На безымянном пальце его левой руки сверкало тонкое золотое кольцо. Джерри сообщил Мэй о Терри накануне того дня, когда они планировали купить себе обручальные кольца. Эта мысль ее огорошила.
– Я в порядке, а ты?
Такое ощущение, что они были просто знакомыми. Как будто единственное, что их связывало, – это обмен дежурными вежливыми фразами, а не…
Он откашлялся. На самом деле его волосы были слишком длинными, и прическа выглядела старомодной. И эти брюки – Мэй никогда не видела его в чем-то, кроме джинсов, не считая того ужасного коричневого костюма, который он надел для первой встречи с ее родителями. Она вспомнила, как смеялась над этим костюмом, а Джерри притворялся, что обижается.
– Вот… я пришел сюда навестить маму. Ей сделали операцию, удалили матку.
– О! Она в порядке?
Мэй всегда нравилась Долорес Сканлон. Она наверняка обрадовалась известию о ребенке.
– Да, все хорошо. – Он провел рукой по волосам. Забавно, раньше этот жест казался Мэй очень сексуальным. – А как ты? У твоих родителей все хорошо?
Мэй посмотрела на него с укоризной.
– Моя мама умерла полтора года назад. У нее был рак.
– О господи, прости. Я ничего об этом не слышал.
Ну, конечно же, он слышал, слышал от своих родителей, которые присутствовали на похоронах. Или от жены, которая не соизволила приехать на похороны своей тети. Он просто забыл, вот и все. А забыл он потому, что Мэй О’Каллахан стала для него никем, лишь эпизодом из прошлой жизни. И он не придал никакого значения смерти ее матери.
Открылась дверь лифта, и Джерри хотел пропустить Мэй вперед, но она развернулась:
– Вообще-то я лучше пойду по лестнице. Прощай, Джерри.
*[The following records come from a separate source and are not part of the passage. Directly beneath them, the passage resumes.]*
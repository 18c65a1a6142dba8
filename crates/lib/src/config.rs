use alloy::primitives::{Address, U256};
use serde::{Deserialize, Deserializer};
use std::{fs, path::Path, str::FromStr, time::Duration};

use crate::{
    account::GenesisAccount,
    balance::FeeModel,
    constant::{
        DEFAULT_DEPOSIT_SCALE, DEFAULT_EXISTENTIAL_DEPOSIT, DEFAULT_GAS_LIMIT, DEFAULT_GAS_PRICE,
        DEFAULT_REQUEST_TIMEOUT, DEFAULT_RPC_URL, DEFAULT_SETTLE_DELAY, DEFAULT_STEP_TIMEOUT,
        GENESIS_ACCOUNT, GENESIS_ACCOUNT_BALANCE, GENESIS_ACCOUNT_PRIVATE_KEY, TRANSFER_GAS,
    },
    error::HarnessError,
    sanitize_error,
};

pub const RPC_URL_ENV: &str = "HARNESS_RPC_URL";
pub const GENESIS_ACCOUNT_ENV: &str = "GENESIS_ACCOUNT";
pub const GENESIS_PRIVATE_KEY_ENV: &str = "GENESIS_PRIVATE_KEY";

/// A network profile: where the node is, who owns genesis funds and which
/// fee constants the node applies.
#[derive(Clone, Debug, Default, Deserialize)]
pub struct HarnessConfig {
    #[serde(default)]
    pub node: NodeConfig,
    #[serde(default)]
    pub genesis: GenesisConfig,
    #[serde(default)]
    pub fees: FeeConfig,
}

#[derive(Clone, Debug, Deserialize)]
pub struct NodeConfig {
    #[serde(default = "default_rpc_url")]
    pub rpc_url: String,
    #[serde(default = "default_request_timeout_secs")]
    pub request_timeout_secs: u64,
    #[serde(default = "default_step_timeout_secs")]
    pub step_timeout_secs: u64,
    #[serde(default = "default_settle_delay_ms")]
    pub settle_delay_ms: u64,
    /// Signs with this chain id instead of asking the node
    pub chain_id: Option<u64>,
}

impl Default for NodeConfig {
    fn default() -> Self {
        Self {
            rpc_url: default_rpc_url(),
            request_timeout_secs: default_request_timeout_secs(),
            step_timeout_secs: default_step_timeout_secs(),
            settle_delay_ms: default_settle_delay_ms(),
            chain_id: None,
        }
    }
}

impl NodeConfig {
    pub fn request_timeout(&self) -> Duration {
        Duration::from_secs(self.request_timeout_secs)
    }

    pub fn step_timeout(&self) -> Duration {
        Duration::from_secs(self.step_timeout_secs)
    }

    pub fn settle_delay(&self) -> Duration {
        Duration::from_millis(self.settle_delay_ms)
    }
}

#[derive(Clone, Debug, Deserialize)]
pub struct GenesisConfig {
    pub account: Address,
    pub private_key: String,
    #[serde(deserialize_with = "deserialize_u256")]
    pub balance: U256,
}

impl Default for GenesisConfig {
    fn default() -> Self {
        Self {
            account: Address::from_str(GENESIS_ACCOUNT).unwrap_or_default(),
            private_key: GENESIS_ACCOUNT_PRIVATE_KEY.to_string(),
            balance: U256::from_str(GENESIS_ACCOUNT_BALANCE).unwrap_or_default(),
        }
    }
}

impl GenesisConfig {
    pub fn load_account(&self) -> Result<GenesisAccount, HarnessError> {
        GenesisAccount::from_private_key(&self.private_key, Some(self.account))
    }
}

#[derive(Clone, Debug, Deserialize)]
pub struct FeeConfig {
    #[serde(default = "default_gas_price", deserialize_with = "deserialize_u256")]
    pub gas_price: U256,
    #[serde(default = "default_gas_limit")]
    pub gas_limit: u64,
    #[serde(default = "default_transfer_gas")]
    pub transfer_gas: u64,
    #[serde(default = "default_existential_deposit")]
    pub existential_deposit: u64,
    #[serde(default = "default_deposit_scale")]
    pub deposit_scale: u64,
}

impl Default for FeeConfig {
    fn default() -> Self {
        Self {
            gas_price: default_gas_price(),
            gas_limit: default_gas_limit(),
            transfer_gas: default_transfer_gas(),
            existential_deposit: default_existential_deposit(),
            deposit_scale: default_deposit_scale(),
        }
    }
}

impl FeeConfig {
    pub fn fee_model(&self) -> Result<FeeModel, HarnessError> {
        let gas_price: u128 = self.gas_price.try_into().map_err(|_| {
            HarnessError::ConfigError(format!("gas_price {} does not fit in u128", self.gas_price))
        })?;

        Ok(FeeModel {
            gas_price,
            transfer_gas: self.transfer_gas,
            existential_deposit: U256::from(self.existential_deposit),
            deposit_scale: U256::from(self.deposit_scale),
        })
    }
}

impl HarnessConfig {
    pub fn load_config<P: AsRef<Path>>(path: P) -> Result<HarnessConfig, HarnessError> {
        let contents = fs::read_to_string(path).map_err(|e| {
            HarnessError::ConfigError(format!("Failed to read config file: {}", sanitize_error!(e)))
        })?;

        Self::from_toml(&contents)
    }

    pub fn from_toml(contents: &str) -> Result<HarnessConfig, HarnessError> {
        let config: HarnessConfig = toml::from_str(contents).map_err(|e| {
            HarnessError::ConfigError(format!(
                "Failed to parse config file: {}",
                sanitize_error!(e)
            ))
        })?;

        config.validate()?;
        Ok(config)
    }

    /// Applies `HARNESS_RPC_URL`, `GENESIS_ACCOUNT` and `GENESIS_PRIVATE_KEY`
    /// from the process environment (or `.env`) on top of the file values.
    pub fn with_env_overrides(mut self) -> Result<HarnessConfig, HarnessError> {
        dotenv::dotenv().ok();

        if let Ok(rpc_url) = std::env::var(RPC_URL_ENV) {
            self.node.rpc_url = rpc_url;
        }
        if let Ok(account) = std::env::var(GENESIS_ACCOUNT_ENV) {
            self.genesis.account = Address::from_str(account.trim()).map_err(|e| {
                HarnessError::ConfigError(format!("Invalid {GENESIS_ACCOUNT_ENV}: {e}"))
            })?;
        }
        if let Ok(private_key) = std::env::var(GENESIS_PRIVATE_KEY_ENV) {
            self.genesis.private_key = private_key.trim().to_string();
        }

        self.validate()?;
        Ok(self)
    }

    pub fn validate(&self) -> Result<(), HarnessError> {
        if self.node.rpc_url.is_empty() {
            return Err(HarnessError::ConfigError("node.rpc_url must not be empty".to_string()));
        }
        if self.node.request_timeout_secs == 0 || self.node.step_timeout_secs == 0 {
            return Err(HarnessError::ConfigError("node timeouts must be non-zero".to_string()));
        }
        if self.fees.gas_limit < self.fees.transfer_gas {
            return Err(HarnessError::ConfigError(format!(
                "fees.gas_limit {} is below fees.transfer_gas {}",
                self.fees.gas_limit, self.fees.transfer_gas
            )));
        }
        self.fees.fee_model()?.threshold()?;
        Ok(())
    }
}

#[derive(Deserialize)]
#[serde(untagged)]
enum QuantityRepr {
    Number(u64),
    Text(String),
}

/// Accepts TOML integers as well as decimal or `0x` strings, since balances
/// overflow TOML's i64.
fn deserialize_u256<'de, D>(deserializer: D) -> Result<U256, D::Error>
where
    D: Deserializer<'de>,
{
    match QuantityRepr::deserialize(deserializer)? {
        QuantityRepr::Number(n) => Ok(U256::from(n)),
        QuantityRepr::Text(s) => U256::from_str(s.trim()).map_err(serde::de::Error::custom),
    }
}

fn default_rpc_url() -> String {
    DEFAULT_RPC_URL.to_string()
}

fn default_request_timeout_secs() -> u64 {
    DEFAULT_REQUEST_TIMEOUT.as_secs()
}

fn default_step_timeout_secs() -> u64 {
    DEFAULT_STEP_TIMEOUT.as_secs()
}

fn default_settle_delay_ms() -> u64 {
    DEFAULT_SETTLE_DELAY.as_millis() as u64
}

fn default_gas_price() -> U256 {
    U256::from(DEFAULT_GAS_PRICE)
}

fn default_gas_limit() -> u64 {
    DEFAULT_GAS_LIMIT
}

fn default_transfer_gas() -> u64 {
    TRANSFER_GAS
}

fn default_existential_deposit() -> u64 {
    DEFAULT_EXISTENTIAL_DEPOSIT
}

fn default_deposit_scale() -> u64 {
    DEFAULT_DEPOSIT_SCALE
}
« Прощай, Джерри ». Она не обернулась. Подходя к лестнице, она услышала, как закрылись двери лифта.
Ей, наверное, стоило упомянуть о ребенке. Да, об этом следовало сказать.
Марджори
Она стояла внизу лестницы.
– Джуд? Ты здесь?
Ответа не последовало. Джуд вполне могла еще спать, в пять часов вечера. И даже если она не спала, она отвечала своей матери только тогда, когда у нее было на это настроение.
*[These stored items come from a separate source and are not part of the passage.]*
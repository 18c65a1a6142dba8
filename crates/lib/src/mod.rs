pub mod account;
pub mod assertion;
pub mod balance;
pub mod config;
pub mod constant;
pub mod error;
pub mod harness;
pub mod log;
pub mod rpc;
pub mod sanitize;
pub mod transfer;
pub use account::GenesisAccount;
pub use balance::{BalanceLedger, FeeModel};
pub use config::HarnessConfig;
pub use error::HarnessError;
pub use harness::Harness;
pub use rpc::{BlockDriver, BlockTag, RpcProbe};
pub use transfer::{SignedTransfer, TransferRequest};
Марджори опустила свои тяжелые сумки на пол и расслабила крепко сжатые пальцы. Такое ощущение, что с каждой неделей продукты становятся все тяжелее. Она сняла с себя летний пиджак и повесила его на вешалку, затем снова подняла сумки с покупками и потащила их на кухню. Слава богу, что каждую третью субботу месяца у нее короткий день – в выходные у них столько работы, что уже к четырем часам Марджори чувствовала себя совершенно без сил.
Когда она расставляла помятые консервные банки – непросроченные, но уцененные вдвое, – ее дочь вошла на кухню. Не говоря матери ни слова, она взяла с одной из полок коробку с хлопьями «Фростис». На Джуд была грязная и мятая розовая пижама, а на ногах – толстые серые носки. Ее волосы были взъерошены, а одна щека – в пятнах.
Марджори достала из холодильника пакет молока и передала дочери.
– Не ешь много, через час будем ужинать.